Le malaise de la gauche démocratique latino-américaine est profond. Pour une raison de fond. Certes Lula et Chavez ont distribué une part importante de la richesse aux classes populaires. Mais ils n’ont pas su consolider l’économie et l’appareil productif. 

Au Brésil, le pouvoir, hier de gauche, aujourd’hui de droite, a laissé les grands groupes opérer à leur guise, souvent avec des méthodes plus que douteuses, a négligé la petite agriculture, n’a rien fait pour promouvoir la petite et moyenne entreprise. Au Venezuela, le chavisme a consacré une grosse part de la rente pétrolière au social, mais trop peu investi dans la production locale. Il était plus facile d’importer la nourriture d’ailleurs plutôt que de développer l’agriculture. Avec la chute du prix du pétrole, avec la prolifération de la bureaucratie, l’Etat s’est trouvé à court de ressources. Maduro a préféré tempêter contre les entreprises étrangères accusées de saboter sa révolution, et celles-là se retirent du pays ou gèlent leurs activités. C’en est au point que plusieurs compagnies aériennes ne volent même plus vers Caracas, l’eldorado d’hier. 

De surcroît l’évolution de Cuba ne fait plus rêver la gauche latino-américaine. L’ouverture à l’entreprise privée reste très limitée. Seul le tourisme est en pleine expansion. Il favorise certains milieux mais ne change pas le sort de la plupart des Cubains. Quant à la vie politique, elle reste verrouillée. L’appareil étatique reste écrasant. Dès lors la plupart des jeunes, comme hier, n’ont qu’une idée en tête: quitter l’île, tenter leur chance ailleurs.

L’exception uruguayenne

Autre signe que les vents tournent dans le sous-continent: même la très sage et modérée Michelle Bachelet, présidente socialiste du Chili, voit sa popularité s’effondrer. Atteinte par une affaire de trafics d’influences où son fils est impliqué. En raison aussi du sérieux essoufflement d’une économie longtemps présentée comme un modèle.

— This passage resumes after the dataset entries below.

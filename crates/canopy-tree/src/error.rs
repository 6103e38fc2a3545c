//! Error types for the bus tree

use thiserror::Error;

use crate::tree::NodeId;

/// Errors returned by tree operations
#[derive(Debug, Error)]
pub enum TreeError {
    /// Requested bitrate is not in the bus family's table
    #[error("{requested} not found in {legal}")]
    InvalidBitrate {
        /// The rejected value, as given
        requested: String,
        /// Comma separated legal labels
        legal: String,
    },

    /// Structurally impossible checked-state request
    #[error("invalid checked state request on node {node}: {reason}")]
    InvalidChecked {
        /// Node the request targeted
        node: NodeId,
        /// Why it was rejected
        reason: &'static str,
    },

    /// The node exists but is of the wrong kind for the operation
    #[error("node {node} is not a {expected}")]
    WrongNodeKind {
        /// Node the request targeted
        node: NodeId,
        /// Kind the operation needs
        expected: &'static str,
    },

    /// Node handle does not refer to a live node
    #[error("unknown node: {0}")]
    UnknownNode(NodeId),

    /// Malformed interface parameters
    #[error("invalid interface parameters: {0}")]
    InvalidParams(String),

    /// The family factory could not open the live channel
    #[error("failed to open channel for {bus}: {source}")]
    ChannelOpen {
        /// Display name of the bus
        bus: String,
        /// Underlying factory error
        #[source]
        source: ChannelError,
    },
}

/// Errors raised by live channels and their factories
#[derive(Debug, Error)]
pub enum ChannelError {
    /// No factory is registered for the bus family
    #[error("no channel factory registered for {0}")]
    NoFactory(String),

    /// The factory refused to open the interface
    #[error("cannot open {interface}: {reason}")]
    OpenFailed {
        /// Joined interface parameters
        interface: String,
        /// Driver message
        reason: String,
    },

    /// The parameters belong to another family
    #[error("parameters {0} are not supported by this factory")]
    UnsupportedParams(String),

    /// No live channel is installed
    #[error("channel is not connected")]
    NotConnected,

    /// Transmit is disabled on the bus
    #[error("transmit is disabled")]
    TransmitDisabled,

    /// I/O error on the live channel
    #[error("I/O error: {0}")]
    Io(#[from] std::io::Error),

    /// Serial port error
    #[error("serial port error: {0}")]
    Serial(#[from] tokio_serial::Error),
}
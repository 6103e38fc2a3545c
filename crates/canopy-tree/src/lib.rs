//! Canopy Bus Tree
//!
//! This crate provides the selection tree behind a bus browser: a root with
//! one row per communication bus and, below each bus, one row per attached
//! device.
//!
//! # Architecture
//!
//! Each row carries tri-state checked flags for its `Name` (active) and
//! `Transmit` columns. The tree keeps them consistent:
//!
//! - **Bus on**: every device that is not explicitly off follows it on
//! - **Bus off**: selected devices are demoted to `Partial` and return when
//!   the bus comes back
//! - **Device on while its bus is off**: the device toggles between `Off`
//!   and `Partial`
//!
//! Every bus owns a [`ChannelHandle`]. The live channel inside it is
//! reconstructed from the bus's family, parameters and bitrate whenever the
//! bus is switched on or its bitrate changes. Asynchronous driver failures
//! are reported through an [`OfflineNotifier`] and force the bus off on the
//! owner's side.
//!
//! All changes are recorded as [`TreeEvent`]s. The [`actor`] module wraps
//! the model in a command-driven tokio task for use from async code.
//!
//! # Example
//!
//! ```rust,no_run
//! use canopy_tree::{
//!     BusRecord, BusTreeModel, ChannelFactories, Column, InterfaceParams, TreeConfig, TriState,
//! };
//!
//! let mut model = BusTreeModel::new(
//!     TreeConfig::default(),
//!     ChannelFactories::new(),
//!     vec![BusRecord::new(InterfaceParams::can("socketcan", "can0"))],
//! );
//!
//! if let Some(bus) = model.find_bus("socketcan - can0") {
//!     model.set_bitrate(bus, 250_000).ok();
//!     model.set_checked(bus, Column::Name, TriState::On).ok();
//! }
//! ```

pub mod actor;
pub mod bus;
pub mod channel;
pub mod column;
pub mod device;
pub mod error;
pub mod events;
pub mod family;
pub mod model;
pub mod serial;
pub mod snapshot;
pub mod tree;
pub mod tristate;

// Re-export actor types
pub use actor::{run_tree_actor, TreeCommand};

// Re-export node types
pub use bus::Bus;
pub use device::{resolve_request, Device, Endpoint, EndpointId};
pub use tree::{Node, NodeId, Tree};

// Re-export channel types
pub use channel::{
    ChannelFactory, ChannelHandle, ChannelLink, HandleStatus, LiveChannel, OfflineNotifier,
    OfflineReport,
};
pub use serial::{SerialChannel, SerialChannelFactory};

// Re-export event types
pub use events::TreeEvent;

// Re-export model types
pub use column::{Column, Columns};
pub use error::{ChannelError, TreeError};
pub use family::{BusFamily, BusRecord, InterfaceParams, PARAM_SEPARATOR};
pub use model::{
    BusTreeModel, ChannelFactories, NodeData, OpenMode, OpenRequest, TreeConfig,
    DEFAULT_SETTLE_DELAY_MS,
};
pub use snapshot::{BusRow, DeviceRow, TreeSnapshot};
pub use tristate::TriState;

Il n’y a guère qu’en Uruguay que l’image de la gauche reste intacte. L’ex-président José Mujica a su à la fois mener une politique sociale et appuyer une économie saine. Son successeur de droite, Tabaré Vasquez, tente le même pari. Avec succès, semble-t-il. Il est vrai qu’il y a un mot-clé dans cet admirable petit pays: le dialogue. La vertu qui a totalement fait défaut au Venezuela.